┏━━
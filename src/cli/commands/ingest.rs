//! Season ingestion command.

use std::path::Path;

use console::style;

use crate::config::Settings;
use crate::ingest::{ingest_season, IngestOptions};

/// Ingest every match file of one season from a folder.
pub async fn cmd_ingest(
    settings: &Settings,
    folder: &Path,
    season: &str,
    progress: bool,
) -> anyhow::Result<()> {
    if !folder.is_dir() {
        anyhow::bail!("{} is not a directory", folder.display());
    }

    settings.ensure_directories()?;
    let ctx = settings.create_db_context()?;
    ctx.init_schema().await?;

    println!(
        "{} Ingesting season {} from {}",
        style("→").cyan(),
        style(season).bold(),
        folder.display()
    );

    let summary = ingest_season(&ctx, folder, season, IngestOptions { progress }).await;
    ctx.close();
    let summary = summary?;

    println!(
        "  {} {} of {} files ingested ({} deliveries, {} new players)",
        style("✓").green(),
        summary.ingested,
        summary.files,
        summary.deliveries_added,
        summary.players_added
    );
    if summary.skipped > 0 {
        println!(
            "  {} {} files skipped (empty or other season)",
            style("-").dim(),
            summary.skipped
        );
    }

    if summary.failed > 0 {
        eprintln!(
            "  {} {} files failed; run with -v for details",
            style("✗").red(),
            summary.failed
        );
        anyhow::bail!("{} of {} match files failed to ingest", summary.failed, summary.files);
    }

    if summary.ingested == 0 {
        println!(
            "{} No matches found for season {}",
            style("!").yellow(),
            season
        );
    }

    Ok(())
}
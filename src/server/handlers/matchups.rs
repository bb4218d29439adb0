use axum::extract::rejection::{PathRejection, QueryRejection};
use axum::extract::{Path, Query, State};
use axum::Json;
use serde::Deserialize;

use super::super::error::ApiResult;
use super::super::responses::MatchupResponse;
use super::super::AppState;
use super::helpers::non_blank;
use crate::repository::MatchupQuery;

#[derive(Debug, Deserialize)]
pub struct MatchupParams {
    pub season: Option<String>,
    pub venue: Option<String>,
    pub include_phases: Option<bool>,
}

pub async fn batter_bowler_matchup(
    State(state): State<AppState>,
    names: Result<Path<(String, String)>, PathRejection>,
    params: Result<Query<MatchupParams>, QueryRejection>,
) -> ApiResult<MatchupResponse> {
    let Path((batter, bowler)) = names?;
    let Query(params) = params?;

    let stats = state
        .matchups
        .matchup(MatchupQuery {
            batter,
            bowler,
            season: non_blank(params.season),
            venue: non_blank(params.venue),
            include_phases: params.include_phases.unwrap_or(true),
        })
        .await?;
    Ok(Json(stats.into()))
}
┗━━
┏━━
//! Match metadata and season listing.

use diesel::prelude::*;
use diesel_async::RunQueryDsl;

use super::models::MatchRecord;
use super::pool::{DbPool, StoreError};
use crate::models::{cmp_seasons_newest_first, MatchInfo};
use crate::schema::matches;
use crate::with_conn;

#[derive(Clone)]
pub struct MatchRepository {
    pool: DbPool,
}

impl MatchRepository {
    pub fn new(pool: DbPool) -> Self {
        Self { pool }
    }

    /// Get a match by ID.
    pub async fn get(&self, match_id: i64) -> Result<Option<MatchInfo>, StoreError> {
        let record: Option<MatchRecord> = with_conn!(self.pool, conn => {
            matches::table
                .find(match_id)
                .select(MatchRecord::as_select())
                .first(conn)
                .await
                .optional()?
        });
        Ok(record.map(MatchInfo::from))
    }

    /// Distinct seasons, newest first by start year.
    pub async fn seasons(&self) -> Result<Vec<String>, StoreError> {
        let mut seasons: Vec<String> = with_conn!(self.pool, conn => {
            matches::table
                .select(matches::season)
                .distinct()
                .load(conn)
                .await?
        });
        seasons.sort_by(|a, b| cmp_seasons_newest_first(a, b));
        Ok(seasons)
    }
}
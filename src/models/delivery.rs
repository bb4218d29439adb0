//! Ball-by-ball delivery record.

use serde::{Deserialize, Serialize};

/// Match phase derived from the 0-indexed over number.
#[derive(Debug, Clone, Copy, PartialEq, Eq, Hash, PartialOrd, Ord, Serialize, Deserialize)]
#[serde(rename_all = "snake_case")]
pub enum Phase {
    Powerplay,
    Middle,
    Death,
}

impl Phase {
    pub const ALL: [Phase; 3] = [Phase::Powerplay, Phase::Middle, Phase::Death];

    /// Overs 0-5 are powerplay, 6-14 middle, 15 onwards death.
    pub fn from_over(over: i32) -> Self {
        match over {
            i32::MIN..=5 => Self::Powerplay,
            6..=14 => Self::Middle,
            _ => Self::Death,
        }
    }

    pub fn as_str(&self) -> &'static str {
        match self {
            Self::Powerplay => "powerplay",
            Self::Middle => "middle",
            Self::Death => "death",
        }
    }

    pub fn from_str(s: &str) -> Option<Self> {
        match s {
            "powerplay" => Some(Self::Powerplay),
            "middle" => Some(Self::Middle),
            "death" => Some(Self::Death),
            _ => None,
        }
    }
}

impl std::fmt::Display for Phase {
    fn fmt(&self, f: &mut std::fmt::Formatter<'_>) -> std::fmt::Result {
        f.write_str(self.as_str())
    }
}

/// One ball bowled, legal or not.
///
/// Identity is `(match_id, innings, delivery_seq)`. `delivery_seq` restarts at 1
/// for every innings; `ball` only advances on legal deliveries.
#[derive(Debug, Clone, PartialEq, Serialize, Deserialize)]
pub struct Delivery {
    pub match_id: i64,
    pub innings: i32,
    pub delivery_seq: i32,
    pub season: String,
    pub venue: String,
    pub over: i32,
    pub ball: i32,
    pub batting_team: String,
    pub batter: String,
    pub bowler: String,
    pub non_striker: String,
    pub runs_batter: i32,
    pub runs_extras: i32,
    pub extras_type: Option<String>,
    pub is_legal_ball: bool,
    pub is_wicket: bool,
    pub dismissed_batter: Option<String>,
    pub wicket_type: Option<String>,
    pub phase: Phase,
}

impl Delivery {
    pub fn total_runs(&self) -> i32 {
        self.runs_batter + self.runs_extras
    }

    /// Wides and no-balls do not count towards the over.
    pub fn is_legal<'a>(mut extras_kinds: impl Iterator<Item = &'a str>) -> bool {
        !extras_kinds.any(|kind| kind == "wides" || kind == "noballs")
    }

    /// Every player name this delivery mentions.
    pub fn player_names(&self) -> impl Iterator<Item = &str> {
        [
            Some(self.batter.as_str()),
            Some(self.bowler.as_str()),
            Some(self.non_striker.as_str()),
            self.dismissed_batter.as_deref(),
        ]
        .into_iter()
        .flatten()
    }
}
┗━━
▶ **Goal of the exercise**: Return each line of the listing that holds the word "venue".

▶ **Answer to this problem**:
    pub venue: Option<String>,
            venue: non_blank(params.venue),
    pub venue: String,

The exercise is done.